START DATA FOR THE TASK

//! In-memory backing store
//!
//! Serves canned results for testing and development. A response is
//! selected by the first registered pattern that occurs in the query text.

use super::query::QueryResult;
use super::store::BackingStore;
use crate::error::{Result, RuntimeError};
use async_trait::async_trait;
use tokio::sync::RwLock;

/// In-memory backing store
pub struct MemoryStore {
    name: String,
    responses: Vec<(String, QueryResult)>,
    failures: Vec<(String, String)>,
    /// Every query text received, in order
    executed: RwLock<Vec<String>>,
}

impl MemoryStore {
    /// Create an empty store; every query fails until responses are added
    pub fn new() -> Self {
        Self {
            name: "memory".to_string(),
            responses: Vec::new(),
            failures: Vec::new(),
            executed: RwLock::new(Vec::new()),
        }
    }

    /// Answer queries containing `pattern` with `result`
    pub fn with_response(mut self, pattern: impl Into<String>, result: QueryResult) -> Self {
        self.responses.push((pattern.into(), result));
        self
    }

    /// Fail queries containing `pattern` with `message`
    pub fn with_failure(mut self, pattern: impl Into<String>, message: impl Into<String>) -> Self {
        self.failures.push((pattern.into(), message.into()));
        self
    }

    pub fn with_name(mut self, name: impl Into<String>) -> Self {
        self.name = name.into();
        self
    }

    /// Queries executed so far
    pub async fn executed_queries(&self) -> Vec<String> {
        self.executed.read().await.clone()
    }
}

impl Default for MemoryStore {
    fn default() -> Self {
        Self::new()
    }
}

#[async_trait]
impl BackingStore for MemoryStore {
    async fn execute_query(&self, sql: &str) -> Result<QueryResult> {
        self.executed.write().await.push(sql.to_string());

        if let Some((_, message)) = self.failures.iter().find(|(p, _)| sql.contains(p.as_str())) {
            return Err(RuntimeError::query(&self.name, message.clone()));
        }

        match self.responses.iter().find(|(p, _)| sql.contains(p.as_str())) {
            Some((_, result)) => {
                let mut result = result.clone();
                result.source = self.name.clone();
                Ok(result)
            }
            None => Err(RuntimeError::query(
                &self.name,
                format!("no canned response for query: {}", sql),
            )),
        }
    }

    fn name(&self) -> &str {
        &self.name
    }
}
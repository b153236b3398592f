//! Feature loading
//!
//! Evaluates one feature against the backing store and normalizes the result
//! into a per-entity numeric frame.

use crate::datasource::{BackingStore, QueryResult};
use crate::error::{Result, RuntimeError};
use crate::feature::categorical::CategoricalExpander;
use crate::feature::definition::{EvalParams, FeatureDescriptor};
use crate::feature::registry::FeatureRegistry;
use chrono::NaiveDate;
use eis_core::{EntityId, FeatureKind, NormalizedFeatureFrame, RawFeatureFrame, TargetUnit, Value};
use std::collections::HashSet;
use std::sync::Arc;
use tracing::{debug, info, warn};

/// Loads individual features as of a reference date
#[derive(Clone)]
pub struct FeatureLoader {
    store: Arc<dyn BackingStore>,
    registry: FeatureRegistry,
    expander: CategoricalExpander,
    lookback_days: Option<i64>,
    unit: TargetUnit,
}

impl FeatureLoader {
    pub fn new(store: Arc<dyn BackingStore>, registry: FeatureRegistry) -> Self {
        Self {
            store,
            registry,
            expander: CategoricalExpander::new(),
            lookback_days: None,
            unit: TargetUnit::Officer,
        }
    }

    pub fn with_lookback(mut self, days: Option<i64>) -> Self {
        self.lookback_days = days;
        self
    }

    pub fn with_unit(mut self, unit: TargetUnit) -> Self {
        self.unit = unit;
        self
    }

    pub fn registry(&self) -> &FeatureRegistry {
        &self.registry
    }

    fn params(&self, reference_date: NaiveDate) -> EvalParams {
        EvalParams {
            reference_date,
            lookback_days: self.lookback_days,
            unit: self.unit,
        }
    }

    /// Descriptor `name` would be loaded with as of `reference_date`
    pub fn describe(&self, name: &str, reference_date: NaiveDate) -> Result<FeatureDescriptor> {
        self.registry.lookup(name, &self.params(reference_date))
    }

    /// Load `name` as of `reference_date`.
    ///
    /// Returns a frame with at most one row per entity (the first row the
    /// store returned) and the names of the columns it contributes. Lookup
    /// failures are returned as-is; anything that fails after the query is
    /// built is wrapped in [`RuntimeError::FeatureLoad`].
    pub async fn load(
        &self,
        name: &str,
        reference_date: NaiveDate,
    ) -> Result<(NormalizedFeatureFrame, Vec<String>)> {
        let descriptor = self.describe(name, reference_date)?;

        self.load_descriptor(&descriptor)
            .await
            .map_err(|e| RuntimeError::FeatureLoad {
                feature: name.to_string(),
                reference_date,
                source: Box::new(e),
            })
    }

    async fn load_descriptor(
        &self,
        descriptor: &FeatureDescriptor,
    ) -> Result<(NormalizedFeatureFrame, Vec<String>)> {
        let sql = descriptor.query();
        debug!("Feature {} SQL: {}", descriptor.name(), sql);

        let result = self.store.execute_query(&sql).await?;
        let raw = self.to_raw_frame(descriptor, &result)?;
        let raw = dedupe(raw)?;

        let (frame, names) = match descriptor.kind() {
            FeatureKind::Categorical => self.expander.expand(&raw)?,
            FeatureKind::Series => {
                let slots = descriptor.series_slots().unwrap_or(1);
                flatten_series(&raw, slots)?
            }
            FeatureKind::Scalar => numeric_frame(&raw)?,
        };

        info!(
            "Loaded feature {}: {} rows, {} columns",
            descriptor.name(),
            frame.len(),
            names.len()
        );
        Ok((frame, names))
    }

    fn to_raw_frame(&self, descriptor: &FeatureDescriptor, result: &QueryResult) -> Result<RawFeatureFrame> {
        let id_column = &descriptor.tables().id_column;

        if !result.is_empty() {
            let expected = std::iter::once(id_column.as_str())
                .chain(descriptor.columns().iter().map(|c| c.source.as_str()));
            for column in expected {
                if !result.columns.iter().any(|c| c == column) {
                    return Err(RuntimeError::query(
                        &result.source,
                        format!("result is missing column '{}'", column),
                    ));
                }
            }
        }

        let mut raw = RawFeatureFrame::new(descriptor.sub_feature_names());
        let mut skipped = 0;
        for i in 0..result.len() {
            let id = result.get(i, id_column);
            if id.is_null() {
                skipped += 1;
                continue;
            }
            let entity = EntityId::from_value(id)?;
            let values = descriptor
                .columns()
                .iter()
                .map(|c| result.get(i, &c.source).clone())
                .collect();
            raw.push(entity, values)?;
        }

        if skipped > 0 {
            warn!(
                "Feature {}: skipped {} rows without an entity id",
                descriptor.name(),
                skipped
            );
        }
        Ok(raw)
    }
}

/// Keep the first row of every entity, in result order
fn dedupe(raw: RawFeatureFrame) -> Result<RawFeatureFrame> {
    let mut seen = HashSet::new();
    let mut unique = RawFeatureFrame::new(raw.columns().to_vec());
    for row in raw.rows() {
        if seen.insert(row.entity.clone()) {
            unique.push(row.entity.clone(), row.values.clone())?;
        }
    }
    let dropped = raw.len() - unique.len();
    if dropped > 0 {
        debug!("Dropped {} duplicate rows", dropped);
    }
    Ok(unique)
}

fn numeric_frame(raw: &RawFeatureFrame) -> Result<(NormalizedFeatureFrame, Vec<String>)> {
    let names = raw.columns().to_vec();
    let mut frame = NormalizedFeatureFrame::new(names.clone());
    for row in raw.rows() {
        let values = row
            .values
            .iter()
            .map(Value::to_f64)
            .collect::<eis_core::error::Result<Vec<_>>>()?;
        frame.insert(row.entity.clone(), values)?;
    }
    Ok((frame, names))
}

/// Spread each series array over `<column>_<slot>` columns, slot 0 oldest.
///
/// Longer arrays keep their most recent `slots` values; shorter ones leave the
/// trailing slots missing.
fn flatten_series(raw: &RawFeatureFrame, slots: usize) -> Result<(NormalizedFeatureFrame, Vec<String>)> {
    let base = raw.columns().first().cloned().unwrap_or_default();
    let names: Vec<String> = (0..slots).map(|i| format!("{}_{}", base, i)).collect();
    let mut frame = NormalizedFeatureFrame::new(names.clone());

    for row in raw.rows() {
        let mut values = vec![None; slots];
        match &row.values[0] {
            Value::Null => {}
            Value::Array(items) => {
                let skip = items.len().saturating_sub(slots);
                for (slot, item) in items[skip..].iter().enumerate() {
                    values[slot] = item.to_f64()?;
                }
            }
            other => {
                return Err(RuntimeError::TypeError(format!(
                    "series '{}' expected an array for {}, got {}",
                    base, row.entity, other
                )))
            }
        }
        frame.insert(row.entity.clone(), values)?;
    }
    Ok((frame, names))
}
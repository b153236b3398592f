//! EIS Runtime - Temporal feature evaluation and dataset assembly
//!
//! This crate evaluates officer features as of a reference date against a
//! relational backing store, normalizes them per entity and assembles them
//! with ground-truth labels into training datasets.

pub mod dataset;
pub mod datasource;
pub mod error;
pub mod feature;
pub mod labels;

// Re-export main types
pub use dataset::{
    Dataset, DatasetAssembler, DeclaredPolicy, DropIncomplete, FeatureMatrix, FeatureToggles,
    Identity, ImputationMode, ImputationStrategy, RowOrder, SeededShuffle,
};
pub use datasource::{BackingStore, DataSourceConfig, MemoryStore, QueryResult};
#[cfg(feature = "sqlx")]
pub use datasource::SqlStore;
pub use error::{Result, RuntimeError};
pub use feature::{
    CategoricalExpander, EvalParams, FeatureDescriptor, FeatureLoader, FeatureName,
    FeatureRegistry, Scope, TableConfig,
};
pub use labels::{LabelFrame, LabelLoader, LabelRow, LabelWindow};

END DATA FOR THE TASK

- **WHAT IS REQUIRED**: The output should be exactly the lines above from the line containing "pub fn new(store: Arc<dyn" to the line containing "the query is", inclusive, with no other lines.

- **RESPONSE**:
    pub fn new(store: Arc<dyn BackingStore>, registry: FeatureRegistry) -> Self {
        Self {
            store,
            registry,
            expander: CategoricalExpander::new(),
            lookback_days: None,
            unit: TargetUnit::Officer,
        }
    }

    pub fn with_lookback(mut self, days: Option<i64>) -> Self {
        self.lookback_days = days;
        self
    }

    pub fn with_unit(mut self, unit: TargetUnit) -> Self {
        self.unit = unit;
        self
    }

    pub fn registry(&self) -> &FeatureRegistry {
        &self.registry
    }

    fn params(&self, reference_date: NaiveDate) -> EvalParams {
        EvalParams {
            reference_date,
            lookback_days: self.lookback_days,
            unit: self.unit,
        }
    }

    /// Descriptor `name` would be loaded with as of `reference_date`
    pub fn describe(&self, name: &str, reference_date: NaiveDate) -> Result<FeatureDescriptor> {
        self.registry.lookup(name, &self.params(reference_date))
    }

    /// Load `name` as of `reference_date`.
    ///
    /// Returns a frame with at most one row per entity (the first row the
    /// store returned) and the names of the columns it contributes. Lookup
    /// failures are returned as-is; anything that fails after the query is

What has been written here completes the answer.